The sixth is “you should be angry”. First off, who has the right to tell others how they should or should not feel. We are responsible for our own feelings and dealing with them. When I encounter an angry triad member I like to remind them that it is natural to be angry in a situation like this because decisions were made that affected the adoptees whole life and they had no say in the decision. Anger comes with the territory and if expressed in a healthy manner it can empower the person to change, understand, and become a stronger person and to gain control over their own life.

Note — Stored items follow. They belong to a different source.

//! Strongly-typed identifier value objects.

use serde::{Deserialize, Serialize};
use std::fmt;
use std::str::FromStr;
use uuid::Uuid;

use super::ValidationError;

/// Identifier of a user as issued by the external identity provider.
///
/// Not a UUID: identity providers hand out opaque strings (`user_2abc...`).
#[derive(Debug, Clone, PartialEq, Eq, Hash, PartialOrd, Ord, Serialize, Deserialize)]
#[serde(transparent)]
pub struct UserId(String);

impl UserId {
    /// Creates a new UserId, returning error if empty or blank.
    pub fn new(id: impl Into<String>) -> Result<Self, ValidationError> {
        let id = id.into();
        let trimmed = id.trim();
        if trimmed.is_empty() {
            return Err(ValidationError::empty_field("user_id"));
        }
        Ok(Self(trimmed.to_string()))
    }

    /// Returns the inner string slice.
    pub fn as_str(&self) -> &str {
        &self.0
    }
}

impl fmt::Display for UserId {
    fn fmt(&self, f: &mut fmt::Formatter<'_>) -> fmt::Result {
        write!(f, "{}", self.0)
    }
}

impl FromStr for UserId {
    type Err = ValidationError;

    fn from_str(s: &str) -> Result<Self, Self::Err> {
        Self::new(s)
    }
}

/// Unique identifier for a credit ledger entry.
#[derive(Debug, Clone, Copy, PartialEq, Eq, Hash, Serialize, Deserialize)]
#[serde(transparent)]
pub struct TransactionId(Uuid);

impl TransactionId {
    /// Creates a new random TransactionId.
    pub fn new() -> Self {
        Self(Uuid::new_v4())
    }

    /// Creates a TransactionId from an existing UUID.
    pub fn from_uuid(uuid: Uuid) -> Self {
        Self(uuid)
    }

    /// Returns the inner UUID.
    pub fn as_uuid(&self) -> &Uuid {
        &self.0
    }
}

impl Default for TransactionId {
    fn default() -> Self {
        Self::new()
    }
}

impl fmt::Display for TransactionId {
    fn fmt(&self, f: &mut fmt::Formatter<'_>) -> fmt::Result {
        write!(f, "{}", self.0)
    }
}

impl FromStr for TransactionId {
    type Err = uuid::Error;

    fn from_str(s: &str) -> Result<Self, Self::Err> {
        Ok(Self(Uuid::parse_str(s)?))
    }
}

#[cfg(test)]
mod tests {
    use super::*;

    #[test]
    fn user_id_accepts_provider_strings() {
        let id = UserId::new("user_2abcDEF").unwrap();
        assert_eq!(id.as_str(), "user_2abcDEF");
    }

    #[test]
    fn user_id_trims_whitespace() {
        let id = UserId::new("  user_1 ").unwrap();
        assert_eq!(id.as_str(), "user_1");
    }

    #[test]
    fn user_id_rejects_empty_string() {
        let result = UserId::new("   ");
        match result {
            Err(ValidationError::EmptyField { field }) => assert_eq!(field, "user_id"),
            _ => panic!("Expected EmptyField error"),
        }
    }

    #[test]
    fn transaction_id_round_trips_through_string() {
        let id = TransactionId::new();
        let parsed: TransactionId = id.to_string().parse().unwrap();
        assert_eq!(id, parsed);
    }

    #[test]
    fn transaction_id_rejects_garbage() {
        assert!("not-a-uuid".parse::<TransactionId>().is_err());
    }
}
//! Identity-provider webhook payloads.

use serde::Deserialize;

use crate::domain::billing::WebhookError;
use crate::domain::foundation::UserId;

use super::AuthUserProfile;

/// A verified identity-provider event.
#[derive(Debug, Clone, PartialEq, Eq)]
pub enum AuthEvent {
    /// `user.created` or `user.updated`.
    UserUpserted(AuthUserProfile),
    /// `user.deleted`; the id may be absent on the wire.
    UserDeleted(Option<UserId>),
    Other(String),
}

impl AuthEvent {
    pub fn parse(body: &[u8]) -> Result<Self, WebhookError> {
        let raw: RawAuthEvent =
            serde_json::from_slice(body).map_err(|e| WebhookError::ParseError(e.to_string()))?;

        match raw.event_type.as_str() {
            "user.created" | "user.updated" => {
                let id = raw
                    .data
                    .id
                    .as_deref()
                    .ok_or_else(|| WebhookError::ParseError("user id missing".to_string()))?;
                let id = UserId::new(id).map_err(|e| WebhookError::ParseError(e.to_string()))?;
                Ok(Self::UserUpserted(raw.data.into_profile(id)))
            }
            "user.deleted" => Ok(Self::UserDeleted(
                raw.data.id.and_then(|id| UserId::new(id).ok()),
            )),
            other => Ok(Self::Other(other.to_string())),
        }
    }
}

#[derive(Deserialize)]
struct RawAuthEvent {
    #[serde(rename = "type")]
    event_type: String,
    #[serde(default)]
    data: RawAuthUser,
}

#[derive(Deserialize, Default)]
struct RawAuthUser {
    id: Option<String>,
    #[serde(default)]
    email_addresses: Vec<RawEmailAddress>,
    primary_email_address_id: Option<String>,
    first_name: Option<String>,
    last_name: Option<String>,
    image_url: Option<String>,
}

#[derive(Deserialize)]
struct RawEmailAddress {
    id: Option<String>,
    email_address: Option<String>,
}

impl RawAuthUser {
    fn into_profile(self, id: UserId) -> AuthUserProfile {
        let primary = self.primary_email_address_id.as_deref();
        let email = self
            .email_addresses
            .iter()
            .find(|e| primary.is_some() && e.id.as_deref() == primary)
            .or_else(|| self.email_addresses.first())
            .and_then(|e| e.email_address.clone());

        let name = [self.first_name.as_deref(), self.last_name.as_deref()]
            .into_iter()
            .flatten()
            .filter(|part| !part.is_empty())
            .collect::<Vec<_>>()
            .join(" ");

        AuthUserProfile {
            id,
            email,
            name: Some(name).filter(|n| !n.is_empty()),
            image_url: self.image_url.filter(|u| !u.is_empty()),
        }
    }
}
//! HTTP adapter for billing endpoints.
//!
//! Exposes webhook intake and account reads via REST API:
//! - `POST /api/billing/webhook` - Payment-provider webhooks
//! - `POST /api/webhooks/auth` - Identity-provider webhooks
//! - `GET /api/billing/status` - Whether the caller has paid access
//! - `GET /api/user/credits` - Caller's credit balance
//! - `GET /api/credits/transactions` - Caller's credit ledger
//! - `GET /health` - Liveness

pub mod dto;
pub mod handlers;
pub mod routes;

pub use dto::*;
pub use handlers::{AuthenticatedUser, BillingApiError, BillingAppState, WebhookVerifiers};
pub use routes::{api_routes, billing_router};
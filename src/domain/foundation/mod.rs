//! Foundation module - Shared domain primitives.
//!
//! Contains identifiers, the timestamp value object with calendar
//! arithmetic, the state machine trait, and error types used by the
//! billing, credit and user modules.

mod errors;
mod ids;
mod state_machine;
mod timestamp;

pub use errors::{DomainError, ErrorCode, ValidationError};
pub use ids::{TransactionId, UserId};
pub use state_machine::StateMachine;
pub use timestamp::{add_calendar_months, Timestamp};
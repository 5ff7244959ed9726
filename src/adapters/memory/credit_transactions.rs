//! In-memory credit ledger.

use async_trait::async_trait;
use tokio::sync::RwLock;

use crate::domain::credits::{
    CreditTransaction, CreditTransactionKind, NewCreditTransaction, TransactionQuery,
};
use crate::domain::foundation::{DomainError, TransactionId, UserId};
use crate::ports::CreditTransactionRepository;

/// In-memory implementation of `CreditTransactionRepository`.
///
/// Entries are kept in insertion order, which is also `created_at` order.
#[derive(Default)]
pub struct InMemoryCreditTransactionRepository {
    entries: RwLock<Vec<CreditTransaction>>,
}

impl InMemoryCreditTransactionRepository {
    pub fn new() -> Self {
        Self::default()
    }

    /// All entries, oldest first.
    pub async fn all(&self) -> Vec<CreditTransaction> {
        self.entries.read().await.clone()
    }

    pub async fn len(&self) -> usize {
        self.entries.read().await.len()
    }

    pub async fn is_empty(&self) -> bool {
        self.entries.read().await.is_empty()
    }
}

#[async_trait]
impl CreditTransactionRepository for InMemoryCreditTransactionRepository {
    async fn record(&self, entry: NewCreditTransaction) -> Result<CreditTransaction, DomainError> {
        let tx = entry.into_transaction();
        self.entries.write().await.push(tx.clone());
        Ok(tx)
    }

    async fn list(
        &self,
        user_id: &UserId,
        query: &TransactionQuery,
    ) -> Result<Vec<CreditTransaction>, DomainError> {
        let entries = self.entries.read().await;
        Ok(entries
            .iter()
            .rev()
            .filter(|tx| &tx.user_id == user_id)
            .filter(|tx| query.kind.map_or(true, |kind| tx.kind == kind))
            .skip(query.offset as usize)
            .take(query.limit as usize)
            .cloned()
            .collect())
    }

    async fn find(
        &self,
        id: &TransactionId,
        user_id: &UserId,
    ) -> Result<Option<CreditTransaction>, DomainError> {
        let entries = self.entries.read().await;
        Ok(entries
            .iter()
            .find(|tx| &tx.id == id && &tx.user_id == user_id)
            .cloned())
    }

    async fn has_reference(&self, user_id: &UserId, reference_id: &str) -> Result<bool, DomainError> {
        let entries = self.entries.read().await;
        Ok(entries
            .iter()
            .any(|tx| &tx.user_id == user_id && tx.reference_id.as_deref() == Some(reference_id)))
    }

    async fn total_granted(&self, user_id: &UserId) -> Result<i64, DomainError> {
        let entries = self.entries.read().await;
        Ok(entries
            .iter()
            .filter(|tx| &tx.user_id == user_id && tx.kind == CreditTransactionKind::Grant)
            .map(|tx| tx.amount)
            .sum())
    }

    async fn total_consumed(&self, user_id: &UserId) -> Result<i64, DomainError> {
        let entries = self.entries.read().await;
        Ok(entries
            .iter()
            .filter(|tx| &tx.user_id == user_id && tx.kind == CreditTransactionKind::Consume)
            .map(|tx| tx.amount.abs())
            .sum())
    }

    async fn reassign_user(&self, from: &UserId, to: &UserId) -> Result<u64, DomainError> {
        let mut entries = self.entries.write().await;
        let mut moved = 0;
        for tx in entries.iter_mut().filter(|tx| &tx.user_id == from) {
            tx.user_id = to.clone();
            moved += 1;
        }
        Ok(moved)
    }
}
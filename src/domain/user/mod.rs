//! User module - identity and subscription state of a single account.

mod auth_event;
mod profile;
mod record;

pub use auth_event::AuthEvent;
pub use profile::{AuthUserProfile, OwnedTable};
pub use record::{SubscriptionUpdate, UserRecord, FREE_TIER};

The seventh is “you shouldn’t be sad” Again, the same goes here as number six. Other’s can not tell us how to feel or control our feelings. Feelings are what they are and by telling an adoptee how they should feel isn’t letting that person express their feelings and grief. By expressing these emotions it is actually the mentally healthy thing you can do. If you deny these emotions you are denying the losses that come with the adoption experience.
The eighth phrase I heard the most during my search was “by finding her you are invading her life”. This may be true. I can’t deny that BUT without finding her I would have never found myself. My birth brought our lives together and that holds us together. When I was severed from her and adopted into another family I had to adapt and find peace there. I will never know if the memory of my birth and existence ever invaded her mind and whether or not it was on a frequent basis. I often times responded in a more positive manner when I was approached with a question of how did I think my natural mother will respond to my finding and contacting her. I was comfortable explaining she might be surprised and welcome me with open arms or she might reject me.
These akward phrases will always be a part of the community as long as society doesn’t become educated on adoption issues and how these few words can be interpreted. In most cases, folks who say these phrases have not malicious intent but the words still can hurt.